Start cliff left of the two sport routes in the crack system that leads to the roof.

Wes Love and Doug Reed were ballers and I've learned that they were pretty tall. I can usually onsight most 5.10's but I've been shut down on their 5.9+ routes (Sadistic Rhythm). Due to height and reach difference(but probably mostly because they were ballers) most of their routes I have to upgrade. This route is no exception.

After struggling for about twenty minutes to try and get the onsight. I fell. The gear is subtle, creative, not straight forward.
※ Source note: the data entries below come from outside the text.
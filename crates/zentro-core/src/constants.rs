//! Shared constants.

/// Bucket holding full-size property images.
pub const PROPERTY_IMAGES_BUCKET: &str = "property-images";

/// Second bucket declared in the storage project. No operation in this
/// workspace writes to it; it is carried in configuration only.
pub const PROPERTY_THUMBNAILS_BUCKET: &str = "property-thumbnails";

/// Cache lifetime hint attached to uploaded blobs, in seconds.
pub const UPLOAD_CACHE_CONTROL_SECS: u32 = 3600;

/// Default ceiling for a single image upload.
pub const MAX_IMAGE_SIZE_BYTES: usize = 10 * 1024 * 1024;

/// Content types accepted for property images unless overridden by config.
pub const DEFAULT_IMAGE_CONTENT_TYPES: &[&str] =
    &["image/jpeg", "image/png", "image/webp", "image/gif"];
//! Property media manager
//!
//! Orchestrates the object-storage bucket and the metadata store for one
//! logical entity: an image attached to a property. Callers never see the
//! two-step nature of persistence except through the documented
//! partial-failure windows.

use std::sync::Arc;

use uuid::Uuid;
use zentro_core::models::{NewPropertyImage, PropertyImageAsset};
use zentro_core::{constants, AppConfig, AppError, ErrorMetadata, LogLevel};
use zentro_db::PropertyImageStore;
use zentro_storage::{keys, ObjectStorage, UploadSettings};

use crate::types::{ImageUpload, UploadOptions, UploadPolicy};

/// Manages a property's image attachments.
///
/// Collaborators are injected once at construction; there is no global
/// instance. No operation retries: every failure is terminal for that call
/// and the caller decides whether to retry the whole operation.
pub struct PropertyMediaManager {
    storage: Arc<dyn ObjectStorage>,
    images: Arc<dyn PropertyImageStore>,
    bucket: String,
    settings: UploadSettings,
    policy: UploadPolicy,
}

impl PropertyMediaManager {
    pub fn new(storage: Arc<dyn ObjectStorage>, images: Arc<dyn PropertyImageStore>) -> Self {
        PropertyMediaManager {
            storage,
            images,
            bucket: constants::PROPERTY_IMAGES_BUCKET.to_string(),
            settings: UploadSettings::default(),
            policy: UploadPolicy::default(),
        }
    }

    /// Build a manager with bucket, cache lifetime, and policy taken from
    /// configuration.
    pub fn from_config(
        config: &AppConfig,
        storage: Arc<dyn ObjectStorage>,
        images: Arc<dyn PropertyImageStore>,
    ) -> Self {
        PropertyMediaManager {
            storage,
            images,
            bucket: config.image_bucket.clone(),
            settings: UploadSettings {
                cache_control_secs: config.upload_cache_control_secs,
                upsert: false,
            },
            policy: UploadPolicy::from_config(config),
        }
    }

    pub fn with_policy(mut self, policy: UploadPolicy) -> Self {
        self.policy = policy;
        self
    }

    /// Upload an image and attach it to a property.
    ///
    /// The blob goes into the bucket first, then one metadata row is
    /// inserted. If the upload fails nothing is written. If the insert
    /// fails after a successful upload, the blob stays behind as an orphan;
    /// this window is logged but not auto-corrected, and no reconciliation
    /// job exists.
    pub async fn upload_image(
        &self,
        property_id: Uuid,
        upload: ImageUpload,
        options: UploadOptions,
    ) -> Result<PropertyImageAsset, AppError> {
        if let Err(e) = self.policy.check(&upload) {
            return Err(self.fail("upload_image", e));
        }

        let storage_path = keys::image_storage_key(property_id, &upload.file_name);
        let file_size = upload.data.len() as i64;

        if let Err(e) = self
            .storage
            .upload(
                &self.bucket,
                &storage_path,
                &upload.content_type,
                upload.data,
                &self.settings,
            )
            .await
        {
            return Err(self.fail(
                "upload_image",
                AppError::Storage(format!("upload of {} failed: {}", storage_path, e)),
            ));
        }

        let public_url = self.storage.public_url(&self.bucket, &storage_path);
        let alt_text = options
            .alt_text
            .unwrap_or_else(|| format!("Property image for listing {}", property_id));

        let record = NewPropertyImage {
            property_id,
            storage_path: storage_path.clone(),
            file_name: upload.file_name,
            file_size,
            mime_type: upload.content_type,
            alt_text,
            is_primary: options.is_primary,
            display_order: options.display_order,
        };

        let image = match self.images.insert(record).await {
            Ok(image) => image,
            Err(e) => {
                tracing::warn!(
                    bucket = %self.bucket,
                    key = %storage_path,
                    "metadata insert failed after upload; blob is now orphaned"
                );
                return Err(self.fail("upload_image", e));
            }
        };

        tracing::info!(
            property_id = %property_id,
            image_id = %image.id,
            key = %storage_path,
            size_bytes = file_size,
            "property image uploaded"
        );

        Ok(PropertyImageAsset { image, public_url })
    }

    /// All images for a property, ordered by display order, each with its
    /// derived public URL. A property with no images yields an empty
    /// vector, not an error.
    pub async fn property_media(
        &self,
        property_id: Uuid,
    ) -> Result<Vec<PropertyImageAsset>, AppError> {
        let rows = self
            .images
            .list_for_property(property_id)
            .await
            .map_err(|e| self.fail("property_media", e))?;

        Ok(rows
            .into_iter()
            .map(|image| {
                let public_url = self.storage.public_url(&self.bucket, &image.storage_path);
                PropertyImageAsset { image, public_url }
            })
            .collect())
    }

    /// Delete an image: look up the row, remove the blob, remove the row.
    ///
    /// The blob goes first so a failed removal leaves the row as a valid
    /// pointer rather than the reverse. If the row delete fails after the
    /// blob is gone, the row stays behind as an orphan pointing at nothing;
    /// logged, surfaced, not auto-corrected.
    pub async fn delete_image(&self, image_id: Uuid) -> Result<(), AppError> {
        let image = self
            .images
            .get_by_id(image_id)
            .await
            .map_err(|e| self.fail("delete_image", e))?
            .ok_or_else(|| {
                self.fail(
                    "delete_image",
                    AppError::NotFound(format!("property image {} not found", image_id)),
                )
            })?;

        if let Err(e) = self
            .storage
            .remove(&self.bucket, std::slice::from_ref(&image.storage_path))
            .await
        {
            return Err(self.fail(
                "delete_image",
                AppError::Storage(format!("removal of {} failed: {}", image.storage_path, e)),
            ));
        }

        match self.images.delete(image_id).await {
            Ok(_) => {
                tracing::info!(
                    image_id = %image_id,
                    key = %image.storage_path,
                    "property image deleted"
                );
                Ok(())
            }
            Err(e) => {
                tracing::warn!(
                    image_id = %image_id,
                    key = %image.storage_path,
                    "row delete failed after blob removal; row is now an orphan"
                );
                Err(self.fail("delete_image", e))
            }
        }
    }

    /// Log a caught failure at the level it reports, then hand it back.
    fn fail(&self, operation: &str, err: AppError) -> AppError {
        match err.log_level() {
            LogLevel::Debug => tracing::debug!(
                operation,
                code = err.error_code(),
                error = %err,
                "media operation failed"
            ),
            LogLevel::Warn => tracing::warn!(
                operation,
                code = err.error_code(),
                error = %err,
                "media operation failed"
            ),
            LogLevel::Error => tracing::error!(
                operation,
                code = err.error_code(),
                error = %err.detailed_message(),
                "media operation failed"
            ),
        }
        err
    }
}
The rock quality is mostly good but the cobwebs are evidence of this route not being frequented often.

I was informed by my belayer that he believed the route connected to Two Step at the roof. Examining the topo, it does seem to connect but I'm talking to Wes Love to find out if they went Direct like I attempted and later finished (not ground up yet, next time) or if the topo is correct.

Regardless, jump on this route on top rope by using a directional on the anchor for Two Step and Between The Betwix.

  • ***Great end of your day burn. On top rope, climb Psychotic Reaction, Two Step, and Between The Betwix back to back. I almost did it clean. Have fun!****

Location

Right of 'Rocky's Roof'.
Left of 'Two Step'

Protection

North Carolina Trad Rack. Small to Large gear.

Two bolt anchor shared with 'Two Step' and 'Between the Betwix'.